Our energy-supply system is increasingly shaped by renewable energy sources. This produces challenges for the existing grid infrastructure and energy-supplies as a whole. Smart grids are needed to counter these challenges and to integrate the renewable energy sources into our power system as flexibly and as efficiently as possible. Aachen’s “Flexible Electrical Grids” (FEG) research campus is therefore developing technologies for future electrical grids fed by a high percentage of regenerative and decentralised energy sources.
One central research focus here is the further development and integration of direct-current (DC) technology at all voltage levels. This technology simplifies a whole series of tasks which could be implemented with the alternating current used up to now only at additional cost and with additional control input. DC power grids are also more suitable than AC grids for achievement of flexible, bi-directional flow of energy between generators and consumers. They are easier to control, and react much less critically when energy is fed in at many locations simultaneously.
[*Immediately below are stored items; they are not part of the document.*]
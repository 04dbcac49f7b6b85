//! Impls - 実装（開発用・テスト用）
//!
//! このモジュールには ports の実装を含めます。
//!
//! # 含まれる実装
//! - **InMemoryBroker**: BrokerClient / BrokerAdmin / BrokerClientFactory の
//!   プロセス内実装（失敗注入つき）
//!
//! # 本番用実装
//! 実際の broker クライアントは別クレートで `BrokerClientFactory` を実装し、
//! `RuntimeBuilder::broker_factory` で 1 つだけ渡します。

pub mod inmem_broker;

pub use self::inmem_broker::InMemoryBroker;
//! Weave - 宣言テーブルからストリームグラフを組み立てる
//!
//! - **binding**: 宣言 (`BindingRecord`) と検証済みテーブル (`BindingTable`)
//! - **invoker**: shape ごとのメソッド呼び出し (型消去)
//! - **owner**: owner インスタンスの factory レジストリ
//! - **registry**: チャネル名 → producer / consumer
//! - **mediator**: 1 宣言 = 1 mediator の状態機械
//! - **weaver**: 不動点反復による接続

pub mod binding;
pub mod invoker;
pub mod mediator;
pub mod owner;
pub mod registry;
pub mod weaver;

pub use self::binding::{
    BindingError, BindingRecord, BindingRecordBuilder, BindingTable, BindingTableBuilder, InvokerSource,
    MediatorId, OwnerRef,
};
pub use self::invoker::{InvokeError, Invoker, OwnerInstance, ProcessorMethod, PublisherMethod, SubscriberMethod};
pub use self::mediator::{Mediator, MediatorError, MediatorState};
pub use self::owner::{OwnerError, OwnerRegistry};
pub use self::registry::StreamRegistry;
pub use self::weaver::{MergedChannel, UnresolvedBinding, Weaver, WeavingError, WeavingMode, WeavingReport};
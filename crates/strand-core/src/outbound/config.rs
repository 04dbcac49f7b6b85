//! Outbound channel configuration.
//!
//! Keys are kebab-case and every field has a default, so a channel can be
//! configured with as little as `{}`. Broker-level keys that have no field
//! (`max.block.ms`, `linger.ms`, ...) go in `properties` and are handed to the
//! broker client untouched.

use std::collections::BTreeMap;
use std::time::Duration;

use serde::{Deserialize, Serialize};
use thiserror::Error;

use crate::domain::channel::ChannelName;
use crate::ports::broker::ProducerProperties;

/// Class name of the broker's plain string serializer.
pub const STRING_SERIALIZER: &str = "org.apache.kafka.common.serialization.StringSerializer";

/// Broker client default for in-flight requests. When configured to this
/// value the in-flight bound comes from `max.block.ms` instead.
pub const DEFAULT_MAX_INFLIGHT: usize = 5;

const MAX_BLOCK_MS: &str = "max.block.ms";

#[derive(Debug, Error)]
pub enum ConfigError {
    #[error(
        "invalid value serializer to write a structured cloud event on channel {channel}: {} must be used, found: {found}",
        STRING_SERIALIZER
    )]
    InvalidStructuredSerializer { channel: ChannelName, found: String },

    #[error("invalid cloud-events mode `{0}`, expected `binary` or `structured`")]
    InvalidMode(String),

    #[error("configuration file {path} not found")]
    Missing { path: String },

    #[error("cannot read configuration file {path}: {source}")]
    Io {
        path: String,
        #[source]
        source: std::io::Error,
    },

    #[error("invalid configuration: {0}")]
    Parse(#[from] serde_json::Error),
}

/// How cloud events are written.
#[derive(Debug, Clone, Copy, Default, PartialEq, Eq, Serialize, Deserialize)]
#[serde(try_from = "String", into = "String")]
pub enum CloudEventsMode {
    /// Attributes as `ce_*` headers, payload as the record value.
    #[default]
    Binary,
    /// Whole event serialized as JSON into the record value.
    Structured,
}

impl TryFrom<String> for CloudEventsMode {
    type Error = ConfigError;

    fn try_from(value: String) -> Result<Self, Self::Error> {
        if value.eq_ignore_ascii_case("binary") {
            Ok(CloudEventsMode::Binary)
        } else if value.eq_ignore_ascii_case("structured") {
            Ok(CloudEventsMode::Structured)
        } else {
            Err(ConfigError::InvalidMode(value))
        }
    }
}

impl From<CloudEventsMode> for String {
    fn from(mode: CloudEventsMode) -> Self {
        match mode {
            CloudEventsMode::Binary => "binary".to_string(),
            CloudEventsMode::Structured => "structured".to_string(),
        }
    }
}

/// Configuration of one outbound channel.
#[derive(Debug, Clone, PartialEq, Eq, Serialize, Deserialize)]
#[serde(default, rename_all = "kebab-case")]
pub struct OutgoingChannelConfig {
    /// Filled from the key of the `outgoing` map when absent.
    pub channel: ChannelName,
    /// Destination topic; the channel name when absent.
    pub topic: Option<String>,
    /// Fixed partition, `-1` for none.
    pub partition: i32,
    /// Static record key.
    pub key: Option<String>,
    pub acks: String,
    pub bootstrap_servers: String,
    pub key_serializer: String,
    pub value_serializer: String,
    /// Extra attempts after the first failed send.
    pub retries: u64,
    pub max_inflight_messages: usize,

    pub cloud_events: bool,
    pub cloud_events_mode: CloudEventsMode,
    pub cloud_events_type: Option<String>,
    pub cloud_events_source: Option<String>,
    pub cloud_events_subject: Option<String>,
    pub cloud_events_data_content_type: Option<String>,
    pub cloud_events_data_schema: Option<String>,
    pub cloud_events_insert_timestamp: bool,

    pub health_enabled: bool,
    pub health_readiness_enabled: bool,
    #[serde(rename = "health-readiness-timeout")]
    pub health_readiness_timeout_ms: u64,

    pub tracing_enabled: bool,

    /// Broker client properties passed through as-is.
    pub properties: BTreeMap<String, String>,
}

impl Default for OutgoingChannelConfig {
    fn default() -> Self {
        Self {
            channel: ChannelName::default(),
            topic: None,
            partition: -1,
            key: None,
            acks: "1".to_string(),
            bootstrap_servers: "localhost:9092".to_string(),
            key_serializer: STRING_SERIALIZER.to_string(),
            value_serializer: STRING_SERIALIZER.to_string(),
            retries: 2_147_483_647,
            max_inflight_messages: DEFAULT_MAX_INFLIGHT,
            cloud_events: true,
            cloud_events_mode: CloudEventsMode::Binary,
            cloud_events_type: None,
            cloud_events_source: None,
            cloud_events_subject: None,
            cloud_events_data_content_type: None,
            cloud_events_data_schema: None,
            cloud_events_insert_timestamp: true,
            health_enabled: true,
            health_readiness_enabled: true,
            health_readiness_timeout_ms: 2000,
            tracing_enabled: true,
            properties: BTreeMap::new(),
        }
    }
}

impl OutgoingChannelConfig {
    pub fn new(channel: impl Into<ChannelName>) -> Self {
        Self {
            channel: channel.into(),
            ..Self::default()
        }
    }

    /// Topic records go to unless a message overrides it.
    pub fn topic_or_channel(&self) -> &str {
        self.topic.as_deref().unwrap_or(self.channel.as_str())
    }

    /// Checks that must pass before any message is sent.
    pub fn validate(&self) -> Result<(), ConfigError> {
        if self.cloud_events
            && self.cloud_events_mode == CloudEventsMode::Structured
            && !self.value_serializer.eq_ignore_ascii_case(STRING_SERIALIZER)
        {
            return Err(ConfigError::InvalidStructuredSerializer {
                channel: self.channel.clone(),
                found: self.value_serializer.clone(),
            });
        }
        Ok(())
    }

    /// Both attributes a cloud event cannot do without are set on the channel.
    pub fn has_mandatory_cloud_event_attributes(&self) -> bool {
        self.cloud_events_type.is_some() && self.cloud_events_source.is_some()
    }

    /// Maximum number of concurrent sends, never below one.
    pub fn effective_max_inflight(&self) -> usize {
        let bound = if self.max_inflight_messages == DEFAULT_MAX_INFLIGHT {
            self.properties
                .get(MAX_BLOCK_MS)
                .and_then(|v| v.trim().parse::<usize>().ok())
                .unwrap_or(DEFAULT_MAX_INFLIGHT)
        } else {
            self.max_inflight_messages
        };
        bound.max(1)
    }

    pub fn readiness_timeout(&self) -> Duration {
        Duration::from_millis(self.health_readiness_timeout_ms)
    }

    pub fn readiness_checks_enabled(&self) -> bool {
        self.health_enabled && self.health_readiness_enabled
    }

    /// Properties for the broker client. Pass-through entries win, except
    /// `acks` which always comes from the channel setting.
    pub fn producer_properties(&self) -> ProducerProperties {
        let mut properties = self.properties.clone();
        properties.insert("acks".to_string(), self.acks.clone());
        let defaults = [
            ("bootstrap.servers", self.bootstrap_servers.clone()),
            ("key.serializer", self.key_serializer.clone()),
            ("value.serializer", self.value_serializer.clone()),
            (
                "max.in.flight.requests.per.connection",
                self.max_inflight_messages.to_string(),
            ),
        ];
        for (key, value) in defaults {
            properties.entry(key.to_string()).or_insert(value);
        }
        properties
    }
}
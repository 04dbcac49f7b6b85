//! Mediator - one declared endpoint bound to a live stream stage.
//!
//! ```text
//! Created ─▶ (InvokerBound) ─▶ OwnerBound ─▶ Connected ─▶ Running
//!                                  │             │
//!                                  ▼             ▼
//!                                Failed ◀────────┘
//! ```
//!
//! Publisher-shaped mediators have no incoming channel and count as connected
//! as soon as their owner is bound. A failure only affects the mediator it
//! happened in: it is logged, recorded and the mediator is skipped from then on.

use std::sync::Arc;

use futures::StreamExt;
use futures::stream;
use serde::Serialize;
use thiserror::Error;
use tokio::runtime::Handle;
use tokio::task::JoinHandle;
use tracing::{debug, error, warn};

use crate::domain::channel::{ChannelName, Direction, MergePolicy, Shape};
use crate::domain::errors::FailureCause;
use crate::domain::message::Message;
use crate::stream::publisher::{MessageStream, Publisher, Subscriber, connect};

use super::binding::{BindingRecord, InvokerSource, MediatorId, OwnerRef};
use super::invoker::{Invoker, OwnerInstance, SubscriberMethod};
use super::owner::{OwnerError, OwnerRegistry};

#[derive(Debug, Clone, Copy, PartialEq, Eq, Hash, Serialize)]
#[serde(rename_all = "snake_case")]
pub enum MediatorState {
    Created,
    InvokerBound,
    OwnerBound,
    Connected,
    Running,
    Failed,
}

#[derive(Debug, Clone, PartialEq, Eq, Error)]
pub enum MediatorError {
    #[error("{mediator}: owner {owner} is not registered")]
    OwnerNotFound { mediator: MediatorId, owner: OwnerRef },

    #[error("{mediator}: owner {owner} could not be constructed: {reason}")]
    OwnerConstruction {
        mediator: MediatorId,
        owner: OwnerRef,
        reason: String,
    },

    #[error("{mediator}: owner {owner} is not a `{expected}`")]
    OwnerType {
        mediator: MediatorId,
        owner: OwnerRef,
        expected: &'static str,
    },

    #[error("{mediator}: invoker could not be constructed: {reason}")]
    InvokerConstruction { mediator: MediatorId, reason: String },

    #[error("{mediator}: invoker is a {actual}, the declaration is a {expected}")]
    ShapeMismatch {
        mediator: MediatorId,
        expected: Shape,
        actual: Shape,
    },

    #[error("{mediator} is not connected")]
    NotConnected { mediator: MediatorId },

    #[error("{mediator}: cannot {action} in state {state:?}")]
    InvalidState {
        mediator: MediatorId,
        state: MediatorState,
        action: &'static str,
    },

    #[error("{mediator} could not be started: {reason}")]
    Start { mediator: MediatorId, reason: String },
}

pub struct Mediator {
    id: MediatorId,
    record: BindingRecord,
    state: MediatorState,
    invoker: Option<Invoker>,
    owner: Option<OwnerInstance>,
    upstream: Option<Publisher>,
    task: Option<JoinHandle<()>>,
    failure: Option<MediatorError>,
}

impl Mediator {
    pub fn new(record: BindingRecord) -> Self {
        Self {
            id: record.id(),
            record,
            state: MediatorState::Created,
            invoker: None,
            owner: None,
            upstream: None,
            task: None,
            failure: None,
        }
    }

    pub fn id(&self) -> &MediatorId {
        &self.id
    }

    pub fn record(&self) -> &BindingRecord {
        &self.record
    }

    pub fn state(&self) -> MediatorState {
        self.state
    }

    /// Why the mediator failed, if it did.
    pub fn failure(&self) -> Option<&MediatorError> {
        self.failure.as_ref()
    }

    pub fn shape(&self) -> Shape {
        self.record.shape()
    }

    pub fn channels(&self) -> Vec<(ChannelName, Direction)> {
        self.record.directions()
    }

    pub fn incoming(&self) -> Option<&ChannelName> {
        self.record.incoming()
    }

    pub fn outgoing(&self) -> Option<&ChannelName> {
        self.record.outgoing()
    }

    pub fn merge(&self) -> MergePolicy {
        self.record.merge()
    }

    pub fn is_failed(&self) -> bool {
        self.state == MediatorState::Failed
    }

    pub fn is_connected(&self) -> bool {
        matches!(self.state, MediatorState::Connected | MediatorState::Running)
    }

    /// Attach the invoker. A factory-provided invoker is constructed here and
    /// moves the mediator to `InvokerBound`.
    pub fn bind_invoker(&mut self) -> Result<(), MediatorError> {
        self.expect_state(&[MediatorState::Created], "bind an invoker")?;
        let invoker = match self.record.invoker().clone() {
            InvokerSource::Direct(invoker) => invoker,
            InvokerSource::Factory { factory, .. } => match factory() {
                Ok(invoker) => {
                    self.state = MediatorState::InvokerBound;
                    invoker
                }
                Err(e) => {
                    return Err(self.fail(MediatorError::InvokerConstruction {
                        mediator: self.id.clone(),
                        reason: e.to_string(),
                    }));
                }
            },
        };
        if invoker.shape() != self.shape() {
            return Err(self.fail(MediatorError::ShapeMismatch {
                mediator: self.id.clone(),
                expected: self.shape(),
                actual: invoker.shape(),
            }));
        }
        self.invoker = Some(invoker);
        Ok(())
    }

    /// Resolve the owner instance. Publishers are connected from here on.
    pub fn bind_owner(&mut self, owners: &mut OwnerRegistry) -> Result<(), MediatorError> {
        self.expect_state(
            &[MediatorState::Created, MediatorState::InvokerBound],
            "bind an owner",
        )?;
        let Some(invoker) = self.invoker.clone() else {
            return Err(self.invalid_state("bind an owner before its invoker"));
        };
        let owner = match owners.resolve(self.record.owner()) {
            Ok(owner) => owner,
            Err(e) => {
                let err = self.owner_error(e);
                return Err(self.fail(err));
            }
        };
        if !invoker.accepts(&owner) {
            let err = MediatorError::OwnerType {
                mediator: self.id.clone(),
                owner: self.record.owner().clone(),
                expected: invoker.owner_type(),
            };
            return Err(self.fail(err));
        }
        self.owner = Some(owner);
        self.state = match self.shape() {
            Shape::Publisher => MediatorState::Connected,
            Shape::Processor | Shape::Subscriber => MediatorState::OwnerBound,
        };
        debug!(mediator = %self.id, state = ?self.state, "owner bound");
        Ok(())
    }

    pub fn connect_to_upstream(&mut self, upstream: Publisher) -> Result<(), MediatorError> {
        self.expect_state(&[MediatorState::OwnerBound], "connect to an upstream")?;
        self.upstream = Some(upstream);
        self.state = MediatorState::Connected;
        Ok(())
    }

    /// The stream this mediator produces into its outgoing channel.
    ///
    /// Cold: nothing runs until the returned publisher is subscribed.
    pub fn stream(&self) -> Result<Publisher, MediatorError> {
        if !self.is_connected() {
            return Err(MediatorError::NotConnected {
                mediator: self.id.clone(),
            });
        }
        let (Some(invoker), Some(owner)) = (&self.invoker, &self.owner) else {
            return Err(self.invalid_state("produce a stream"));
        };
        let id = self.id.clone();
        let owner = Arc::clone(owner);
        match invoker {
            Invoker::Publisher(method) => {
                let method = Arc::clone(method);
                Ok(Publisher::new(self.id.to_string(), move || {
                    match method.produce(&owner) {
                        Ok(stream) => stream,
                        Err(e) => {
                            error!(mediator = %id, error = %e, "publisher method failed");
                            stream::empty().boxed()
                        }
                    }
                }))
            }
            Invoker::Processor(method) => {
                let Some(upstream) = self.upstream.clone() else {
                    return Err(MediatorError::NotConnected { mediator: id });
                };
                let method = Arc::clone(method);
                Ok(Publisher::new(self.id.to_string(), move || {
                    let method = Arc::clone(&method);
                    let owner = Arc::clone(&owner);
                    let id = id.clone();
                    upstream
                        .subscribe()
                        .filter_map(move |message| {
                            let method = Arc::clone(&method);
                            let owner = Arc::clone(&owner);
                            let id = id.clone();
                            async move {
                                let input = message.clone();
                                match method.process(&owner, message).await {
                                    Ok(output) => Some(output),
                                    Err(e) => {
                                        warn!(mediator = %id, error = %e, "processing failed, message nacked");
                                        let cause: FailureCause = Arc::new(e);
                                        nack_logged(&id, &input, cause).await;
                                        None
                                    }
                                }
                            }
                        })
                        .boxed()
                }))
            }
            Invoker::Subscriber(_) => Err(self.invalid_state("produce a stream from a subscriber")),
        }
    }

    /// Sink consuming the incoming channel. Each message is acked once the
    /// method returns and nacked when it fails.
    pub fn subscriber(&self) -> Result<Subscriber, MediatorError> {
        let (Some(Invoker::Subscriber(method)), Some(owner)) = (&self.invoker, &self.owner) else {
            return Err(self.invalid_state("expose a subscriber"));
        };
        let method = Arc::clone(method);
        let owner = Arc::clone(owner);
        let id = self.id.clone();
        Ok(Subscriber::new(self.id.to_string(), move |stream: MessageStream| {
            let method = Arc::clone(&method);
            let owner = Arc::clone(&owner);
            let id = id.clone();
            async move {
                stream
                    .for_each(|message| consume_one(method.as_ref(), &owner, &id, message))
                    .await;
                debug!(mediator = %id, "incoming stream completed");
            }
        }))
    }

    /// Start consuming. Only connected subscriber-shaped mediators run; the
    /// others are pulled by whoever subscribes to their stream.
    pub fn run(&mut self) -> Result<(), MediatorError> {
        self.expect_state(&[MediatorState::Connected], "run")?;
        let subscriber = self.subscriber()?;
        let Some(upstream) = self.upstream.clone() else {
            return Err(MediatorError::NotConnected {
                mediator: self.id.clone(),
            });
        };
        if let Err(e) = Handle::try_current() {
            return Err(self.fail(MediatorError::Start {
                mediator: self.id.clone(),
                reason: e.to_string(),
            }));
        }
        self.task = Some(connect(&upstream, &subscriber));
        self.state = MediatorState::Running;
        debug!(mediator = %self.id, "running");
        Ok(())
    }

    /// Stop the running subscription, if any.
    pub fn abort(&mut self) {
        if let Some(task) = self.task.take() {
            task.abort();
        }
    }

    fn expect_state(&self, allowed: &[MediatorState], action: &'static str) -> Result<(), MediatorError> {
        if allowed.contains(&self.state) {
            Ok(())
        } else {
            Err(self.invalid_state(action))
        }
    }

    fn invalid_state(&self, action: &'static str) -> MediatorError {
        MediatorError::InvalidState {
            mediator: self.id.clone(),
            state: self.state,
            action,
        }
    }

    fn owner_error(&self, e: OwnerError) -> MediatorError {
        match e {
            OwnerError::NotFound(owner) => MediatorError::OwnerNotFound {
                mediator: self.id.clone(),
                owner,
            },
            OwnerError::Construction { owner, reason } => MediatorError::OwnerConstruction {
                mediator: self.id.clone(),
                owner,
                reason,
            },
            OwnerError::AlreadyRegistered(owner) => MediatorError::OwnerConstruction {
                mediator: self.id.clone(),
                reason: format!("owner {owner} is registered twice"),
                owner,
            },
        }
    }

    fn fail(&mut self, err: MediatorError) -> MediatorError {
        error!(mediator = %self.id, error = %err, "mediator failed and is skipped");
        self.state = MediatorState::Failed;
        self.failure = Some(err.clone());
        err
    }
}

impl std::fmt::Debug for Mediator {
    fn fmt(&self, f: &mut std::fmt::Formatter<'_>) -> std::fmt::Result {
        f.debug_struct("Mediator")
            .field("id", &self.id)
            .field("shape", &self.shape())
            .field("state", &self.state)
            .finish_non_exhaustive()
    }
}

async fn consume_one(method: &dyn SubscriberMethod, owner: &OwnerInstance, id: &MediatorId, message: Message) {
    let input = message.clone();
    match method.consume(owner, message).await {
        Ok(()) => {
            if let Err(e) = input.ack().await {
                warn!(mediator = %id, error = %e, "ack failed");
            }
        }
        Err(e) => {
            warn!(mediator = %id, error = %e, "subscriber method failed, message nacked");
            nack_logged(id, &input, Arc::new(e)).await;
        }
    }
}

async fn nack_logged(id: &MediatorId, message: &Message, cause: FailureCause) {
    if let Err(e) = message.nack(cause).await {
        warn!(mediator = %id, error = %e, "nack failed");
    }
}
The FEG research campus is a consortium of RWTH Aachen University research institutes and industrial participants from a range of technical fields and focal topics. The model for the research campus is based on the eponymous “Research Campus - Public-Private Partnership for Innovation” promotion initiative of the federal ministry of education and research (BMBF), which is thus supporting long-term cooperation between science and industry.
Together, the cooperating parties from science and industry are conducting research within the FEG research campus under a single roof, the FEG Think Tank at the RWTH Aachen University’s Melaten campus. The FEG research campus’s open structure means that other companies can join the consortium at any time and participate in the research work, as well as benefiting from the jointly achieved results. Such a transdisciplinary interchange of diverse experience, disciplines and countries is necessary in order to successfully master the challenges of our future energy supplies, and in order that innovations are implemented beyond both geographical and disciplinary boundaries. In addition, the joint, application-orientated research of the scientific and industrial partners is being pursued under a single roof. Research results can thus be quickly translated by the industrial partners into innovative products and services.